(EXTRACTED RECORDS begins)

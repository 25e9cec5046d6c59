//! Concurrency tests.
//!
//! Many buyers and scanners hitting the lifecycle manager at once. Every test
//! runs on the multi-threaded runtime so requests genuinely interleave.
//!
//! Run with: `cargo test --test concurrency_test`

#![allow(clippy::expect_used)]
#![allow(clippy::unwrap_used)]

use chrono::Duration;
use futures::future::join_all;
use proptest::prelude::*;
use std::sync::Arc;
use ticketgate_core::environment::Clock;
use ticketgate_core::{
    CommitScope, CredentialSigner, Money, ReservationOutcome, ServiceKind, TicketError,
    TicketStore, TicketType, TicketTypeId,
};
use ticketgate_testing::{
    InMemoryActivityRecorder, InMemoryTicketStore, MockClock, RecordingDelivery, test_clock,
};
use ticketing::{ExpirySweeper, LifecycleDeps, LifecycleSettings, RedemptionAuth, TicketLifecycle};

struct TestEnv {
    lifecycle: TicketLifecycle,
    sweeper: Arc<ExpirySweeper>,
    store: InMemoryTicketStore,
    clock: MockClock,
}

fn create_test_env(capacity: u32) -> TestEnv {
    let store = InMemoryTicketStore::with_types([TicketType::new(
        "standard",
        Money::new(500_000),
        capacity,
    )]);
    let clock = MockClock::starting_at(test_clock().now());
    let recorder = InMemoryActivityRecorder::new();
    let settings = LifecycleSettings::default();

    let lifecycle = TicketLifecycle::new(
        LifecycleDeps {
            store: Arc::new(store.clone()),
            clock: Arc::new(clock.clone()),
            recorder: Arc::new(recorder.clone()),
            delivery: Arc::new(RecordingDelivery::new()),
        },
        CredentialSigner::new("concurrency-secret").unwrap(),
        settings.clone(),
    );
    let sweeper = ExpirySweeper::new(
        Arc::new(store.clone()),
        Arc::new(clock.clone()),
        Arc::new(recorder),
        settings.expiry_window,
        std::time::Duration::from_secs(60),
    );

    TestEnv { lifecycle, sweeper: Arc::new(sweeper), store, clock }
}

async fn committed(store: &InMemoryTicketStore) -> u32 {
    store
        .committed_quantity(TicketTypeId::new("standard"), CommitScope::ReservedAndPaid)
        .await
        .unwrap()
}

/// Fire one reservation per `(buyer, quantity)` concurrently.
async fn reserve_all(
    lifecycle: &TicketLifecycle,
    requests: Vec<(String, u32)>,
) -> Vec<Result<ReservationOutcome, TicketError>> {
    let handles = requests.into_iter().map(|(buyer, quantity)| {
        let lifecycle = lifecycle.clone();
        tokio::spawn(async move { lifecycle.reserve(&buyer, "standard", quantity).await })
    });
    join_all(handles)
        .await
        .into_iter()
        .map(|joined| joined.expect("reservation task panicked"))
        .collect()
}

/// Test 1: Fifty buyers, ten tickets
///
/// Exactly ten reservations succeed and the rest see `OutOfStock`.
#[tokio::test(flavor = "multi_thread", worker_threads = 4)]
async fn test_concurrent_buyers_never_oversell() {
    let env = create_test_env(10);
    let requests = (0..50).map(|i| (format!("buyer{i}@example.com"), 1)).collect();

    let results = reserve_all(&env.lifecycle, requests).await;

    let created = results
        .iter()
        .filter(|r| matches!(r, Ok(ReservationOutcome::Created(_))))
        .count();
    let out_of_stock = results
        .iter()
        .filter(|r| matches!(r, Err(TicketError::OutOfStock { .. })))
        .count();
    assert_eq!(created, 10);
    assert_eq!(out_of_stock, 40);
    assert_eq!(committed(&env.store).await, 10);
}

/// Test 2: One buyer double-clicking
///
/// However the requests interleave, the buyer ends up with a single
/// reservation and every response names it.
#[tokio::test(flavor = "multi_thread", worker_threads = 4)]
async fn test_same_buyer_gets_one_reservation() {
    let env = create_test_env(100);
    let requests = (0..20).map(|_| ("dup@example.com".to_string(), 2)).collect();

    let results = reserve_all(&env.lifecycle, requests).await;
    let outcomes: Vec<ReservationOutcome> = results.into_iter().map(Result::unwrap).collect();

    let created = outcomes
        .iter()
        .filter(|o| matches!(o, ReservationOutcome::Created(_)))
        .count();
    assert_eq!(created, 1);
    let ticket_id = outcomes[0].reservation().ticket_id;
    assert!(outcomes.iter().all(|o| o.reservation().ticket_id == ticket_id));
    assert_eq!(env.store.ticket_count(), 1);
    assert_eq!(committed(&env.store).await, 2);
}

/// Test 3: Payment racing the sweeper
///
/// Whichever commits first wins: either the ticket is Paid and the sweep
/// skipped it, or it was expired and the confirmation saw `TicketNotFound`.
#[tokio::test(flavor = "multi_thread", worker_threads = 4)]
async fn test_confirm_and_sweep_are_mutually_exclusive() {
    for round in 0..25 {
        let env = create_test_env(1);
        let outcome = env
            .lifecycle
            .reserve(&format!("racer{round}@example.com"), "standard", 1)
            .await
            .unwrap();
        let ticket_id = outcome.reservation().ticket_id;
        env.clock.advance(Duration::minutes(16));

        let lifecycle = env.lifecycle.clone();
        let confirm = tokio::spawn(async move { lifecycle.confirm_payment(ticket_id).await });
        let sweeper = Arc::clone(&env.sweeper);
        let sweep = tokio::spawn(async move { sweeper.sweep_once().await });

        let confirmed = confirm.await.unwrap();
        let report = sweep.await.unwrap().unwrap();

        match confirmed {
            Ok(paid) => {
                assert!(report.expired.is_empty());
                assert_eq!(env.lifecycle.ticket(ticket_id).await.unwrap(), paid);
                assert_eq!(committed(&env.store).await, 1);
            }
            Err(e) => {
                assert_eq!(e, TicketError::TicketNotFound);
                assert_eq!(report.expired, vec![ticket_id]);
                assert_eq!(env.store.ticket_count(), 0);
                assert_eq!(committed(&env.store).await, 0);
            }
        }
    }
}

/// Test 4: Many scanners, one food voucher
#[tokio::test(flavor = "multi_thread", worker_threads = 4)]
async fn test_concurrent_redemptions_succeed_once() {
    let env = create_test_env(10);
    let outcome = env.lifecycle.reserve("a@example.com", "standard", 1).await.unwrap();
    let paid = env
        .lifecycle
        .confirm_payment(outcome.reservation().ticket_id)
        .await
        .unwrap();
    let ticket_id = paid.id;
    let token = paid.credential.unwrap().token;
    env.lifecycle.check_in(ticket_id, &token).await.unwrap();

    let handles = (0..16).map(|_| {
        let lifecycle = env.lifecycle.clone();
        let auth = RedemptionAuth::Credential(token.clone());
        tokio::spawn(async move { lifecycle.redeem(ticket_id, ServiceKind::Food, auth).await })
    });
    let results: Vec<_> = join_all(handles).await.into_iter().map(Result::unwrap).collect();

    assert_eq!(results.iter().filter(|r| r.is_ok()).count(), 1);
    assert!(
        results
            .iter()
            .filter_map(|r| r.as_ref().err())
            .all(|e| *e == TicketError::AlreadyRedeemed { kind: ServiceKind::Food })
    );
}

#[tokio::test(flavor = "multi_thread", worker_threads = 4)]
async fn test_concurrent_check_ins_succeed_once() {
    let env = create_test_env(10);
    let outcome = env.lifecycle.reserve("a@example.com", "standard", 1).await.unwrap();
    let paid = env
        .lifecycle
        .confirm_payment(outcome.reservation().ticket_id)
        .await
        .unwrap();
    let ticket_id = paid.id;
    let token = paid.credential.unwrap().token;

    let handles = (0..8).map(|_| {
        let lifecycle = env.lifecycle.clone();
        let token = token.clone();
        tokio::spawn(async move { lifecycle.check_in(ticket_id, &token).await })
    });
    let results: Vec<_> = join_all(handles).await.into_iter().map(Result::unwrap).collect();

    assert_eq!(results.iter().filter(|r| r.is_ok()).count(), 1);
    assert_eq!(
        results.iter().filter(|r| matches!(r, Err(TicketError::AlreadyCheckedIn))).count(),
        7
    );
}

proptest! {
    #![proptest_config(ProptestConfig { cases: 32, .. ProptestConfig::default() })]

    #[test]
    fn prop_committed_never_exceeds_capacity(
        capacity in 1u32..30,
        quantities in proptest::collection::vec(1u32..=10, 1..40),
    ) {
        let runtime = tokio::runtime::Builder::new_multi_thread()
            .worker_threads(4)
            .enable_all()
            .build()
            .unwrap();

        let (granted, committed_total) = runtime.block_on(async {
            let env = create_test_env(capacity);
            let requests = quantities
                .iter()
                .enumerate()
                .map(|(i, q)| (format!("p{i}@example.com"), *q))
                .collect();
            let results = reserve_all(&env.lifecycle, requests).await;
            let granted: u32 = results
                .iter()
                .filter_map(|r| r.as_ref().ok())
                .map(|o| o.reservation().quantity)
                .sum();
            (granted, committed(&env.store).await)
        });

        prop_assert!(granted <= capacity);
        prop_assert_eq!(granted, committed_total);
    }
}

(EXTRACTED RECORDS ends)

§ WHAT NEEDS TO BE DONE:
Restate word for word only the lines above from the line containing "async fn test_concurrent_redemptions_succeed_once()" to the line containing "env.lifecycle.check_in(ticket_id, &token).await.unwrap();", both of them included.

§ SOLUTION FOR THIS EXERCISE:
async fn test_concurrent_redemptions_succeed_once() {
    let env = create_test_env(10);
    let outcome = env.lifecycle.reserve("a@example.com", "standard", 1).await.unwrap();
    let paid = env
        .lifecycle
        .confirm_payment(outcome.reservation().ticket_id)
        .await
        .unwrap();
    let ticket_id = paid.id;
    let token = paid.credential.unwrap().token;
    env.lifecycle.check_in(ticket_id, &token).await.unwrap();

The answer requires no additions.